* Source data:
□ □ □ □ □ □ □

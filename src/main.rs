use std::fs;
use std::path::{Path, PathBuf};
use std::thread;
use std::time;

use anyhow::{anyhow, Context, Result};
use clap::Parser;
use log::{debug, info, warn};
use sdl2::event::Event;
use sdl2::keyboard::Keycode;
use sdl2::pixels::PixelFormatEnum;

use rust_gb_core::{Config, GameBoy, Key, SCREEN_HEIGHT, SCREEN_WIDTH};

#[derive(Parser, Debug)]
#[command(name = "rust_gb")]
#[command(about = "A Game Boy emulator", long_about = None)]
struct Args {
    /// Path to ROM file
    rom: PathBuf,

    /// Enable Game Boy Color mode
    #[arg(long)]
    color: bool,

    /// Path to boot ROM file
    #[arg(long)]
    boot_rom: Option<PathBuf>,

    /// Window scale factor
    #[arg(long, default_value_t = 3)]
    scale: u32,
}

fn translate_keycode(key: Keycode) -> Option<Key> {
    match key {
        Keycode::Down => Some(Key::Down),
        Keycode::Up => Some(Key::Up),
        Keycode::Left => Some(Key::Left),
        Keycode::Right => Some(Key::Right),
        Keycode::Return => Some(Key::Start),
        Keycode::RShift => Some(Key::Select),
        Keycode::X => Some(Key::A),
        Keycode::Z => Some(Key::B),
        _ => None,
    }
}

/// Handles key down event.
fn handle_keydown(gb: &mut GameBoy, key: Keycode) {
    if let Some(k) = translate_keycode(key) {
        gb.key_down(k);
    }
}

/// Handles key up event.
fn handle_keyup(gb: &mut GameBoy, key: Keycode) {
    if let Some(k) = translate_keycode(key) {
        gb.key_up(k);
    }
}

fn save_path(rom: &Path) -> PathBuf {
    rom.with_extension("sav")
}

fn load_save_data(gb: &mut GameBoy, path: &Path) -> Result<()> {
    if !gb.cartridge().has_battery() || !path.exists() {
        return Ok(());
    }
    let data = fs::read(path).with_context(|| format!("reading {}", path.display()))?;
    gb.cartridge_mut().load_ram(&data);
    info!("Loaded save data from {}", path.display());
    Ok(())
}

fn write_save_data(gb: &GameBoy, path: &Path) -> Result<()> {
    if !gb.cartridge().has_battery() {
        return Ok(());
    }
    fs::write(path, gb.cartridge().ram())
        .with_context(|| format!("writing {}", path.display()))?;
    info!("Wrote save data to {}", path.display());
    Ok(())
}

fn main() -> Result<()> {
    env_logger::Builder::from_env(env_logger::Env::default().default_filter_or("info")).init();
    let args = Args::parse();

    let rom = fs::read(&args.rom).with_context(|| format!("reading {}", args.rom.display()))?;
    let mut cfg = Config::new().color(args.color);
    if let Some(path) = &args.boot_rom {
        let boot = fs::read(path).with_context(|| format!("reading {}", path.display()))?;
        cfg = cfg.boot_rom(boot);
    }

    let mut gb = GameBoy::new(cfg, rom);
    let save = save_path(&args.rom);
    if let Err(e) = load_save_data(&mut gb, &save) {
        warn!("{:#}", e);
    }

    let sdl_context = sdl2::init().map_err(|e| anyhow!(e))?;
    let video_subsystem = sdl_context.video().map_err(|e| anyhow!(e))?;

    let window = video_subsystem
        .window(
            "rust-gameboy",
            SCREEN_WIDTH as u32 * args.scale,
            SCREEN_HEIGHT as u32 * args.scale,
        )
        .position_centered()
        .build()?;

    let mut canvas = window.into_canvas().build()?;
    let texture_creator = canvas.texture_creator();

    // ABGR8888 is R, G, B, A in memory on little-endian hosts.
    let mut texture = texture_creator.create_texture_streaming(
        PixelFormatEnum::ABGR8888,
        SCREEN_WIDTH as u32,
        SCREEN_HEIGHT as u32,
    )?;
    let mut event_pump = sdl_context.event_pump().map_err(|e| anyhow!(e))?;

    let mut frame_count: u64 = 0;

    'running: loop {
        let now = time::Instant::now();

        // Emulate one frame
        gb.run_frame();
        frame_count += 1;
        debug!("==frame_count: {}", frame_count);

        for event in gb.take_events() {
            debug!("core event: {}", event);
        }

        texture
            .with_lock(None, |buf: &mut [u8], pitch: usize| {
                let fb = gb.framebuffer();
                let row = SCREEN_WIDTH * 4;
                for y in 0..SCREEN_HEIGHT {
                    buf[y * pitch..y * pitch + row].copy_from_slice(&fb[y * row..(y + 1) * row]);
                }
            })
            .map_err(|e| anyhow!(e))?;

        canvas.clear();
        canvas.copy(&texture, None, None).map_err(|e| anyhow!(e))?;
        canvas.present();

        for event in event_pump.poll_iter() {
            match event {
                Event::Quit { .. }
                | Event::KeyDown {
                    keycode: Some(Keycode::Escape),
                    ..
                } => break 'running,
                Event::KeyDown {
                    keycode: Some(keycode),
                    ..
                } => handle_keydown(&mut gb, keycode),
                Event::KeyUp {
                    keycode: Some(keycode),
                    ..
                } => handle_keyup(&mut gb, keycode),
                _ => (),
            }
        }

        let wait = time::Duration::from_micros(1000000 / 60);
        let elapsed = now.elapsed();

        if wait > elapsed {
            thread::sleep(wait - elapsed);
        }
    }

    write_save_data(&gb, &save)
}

□ □ □ □ □ □ □

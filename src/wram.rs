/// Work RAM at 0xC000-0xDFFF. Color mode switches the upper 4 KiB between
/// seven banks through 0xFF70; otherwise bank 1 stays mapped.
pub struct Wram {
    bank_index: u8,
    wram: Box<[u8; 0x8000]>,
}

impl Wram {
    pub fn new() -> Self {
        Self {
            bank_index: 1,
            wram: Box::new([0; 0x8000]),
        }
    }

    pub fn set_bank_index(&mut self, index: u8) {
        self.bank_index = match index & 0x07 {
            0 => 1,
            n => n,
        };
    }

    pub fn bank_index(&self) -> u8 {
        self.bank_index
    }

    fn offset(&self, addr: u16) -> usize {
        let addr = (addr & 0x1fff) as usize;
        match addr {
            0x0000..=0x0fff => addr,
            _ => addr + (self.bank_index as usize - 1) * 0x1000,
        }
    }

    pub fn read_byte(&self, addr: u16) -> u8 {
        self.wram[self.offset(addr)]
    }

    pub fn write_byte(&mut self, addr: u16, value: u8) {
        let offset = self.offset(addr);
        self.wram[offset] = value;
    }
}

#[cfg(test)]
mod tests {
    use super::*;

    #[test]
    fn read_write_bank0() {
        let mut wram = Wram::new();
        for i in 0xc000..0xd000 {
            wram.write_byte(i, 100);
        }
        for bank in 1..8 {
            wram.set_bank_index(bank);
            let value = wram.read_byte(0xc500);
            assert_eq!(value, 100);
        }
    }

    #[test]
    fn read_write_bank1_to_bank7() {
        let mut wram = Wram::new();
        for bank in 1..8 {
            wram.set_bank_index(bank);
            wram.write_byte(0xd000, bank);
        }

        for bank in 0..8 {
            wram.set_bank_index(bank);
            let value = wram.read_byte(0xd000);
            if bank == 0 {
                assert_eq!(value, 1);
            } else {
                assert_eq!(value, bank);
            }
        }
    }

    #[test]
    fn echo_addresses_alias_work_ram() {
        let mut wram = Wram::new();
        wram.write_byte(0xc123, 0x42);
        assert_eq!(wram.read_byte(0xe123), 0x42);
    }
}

□ □ □ □ □ □ □

* WHAT TO PRODUCE: Copy out only the lines of the records above from the one with "#[arg(long, default_value_t = 3)]" through the one with "fn save_path(rom: &Path)", exactly as they stand, both included.

* SOLUTION TO THIS TASK:
    #[arg(long, default_value_t = 3)]
    scale: u32,
}

fn translate_keycode(key: Keycode) -> Option<Key> {
    match key {
        Keycode::Down => Some(Key::Down),
        Keycode::Up => Some(Key::Up),
        Keycode::Left => Some(Key::Left),
        Keycode::Right => Some(Key::Right),
        Keycode::Return => Some(Key::Start),
        Keycode::RShift => Some(Key::Select),
        Keycode::X => Some(Key::A),
        Keycode::Z => Some(Key::B),
        _ => None,
    }
}

/// Handles key down event.
fn handle_keydown(gb: &mut GameBoy, key: Keycode) {
    if let Some(k) = translate_keycode(key) {
        gb.key_down(k);
    }
}

/// Handles key up event.
fn handle_keyup(gb: &mut GameBoy, key: Keycode) {
    if let Some(k) = translate_keycode(key) {
        gb.key_up(k);
    }
}

fn save_path(rom: &Path) -> PathBuf {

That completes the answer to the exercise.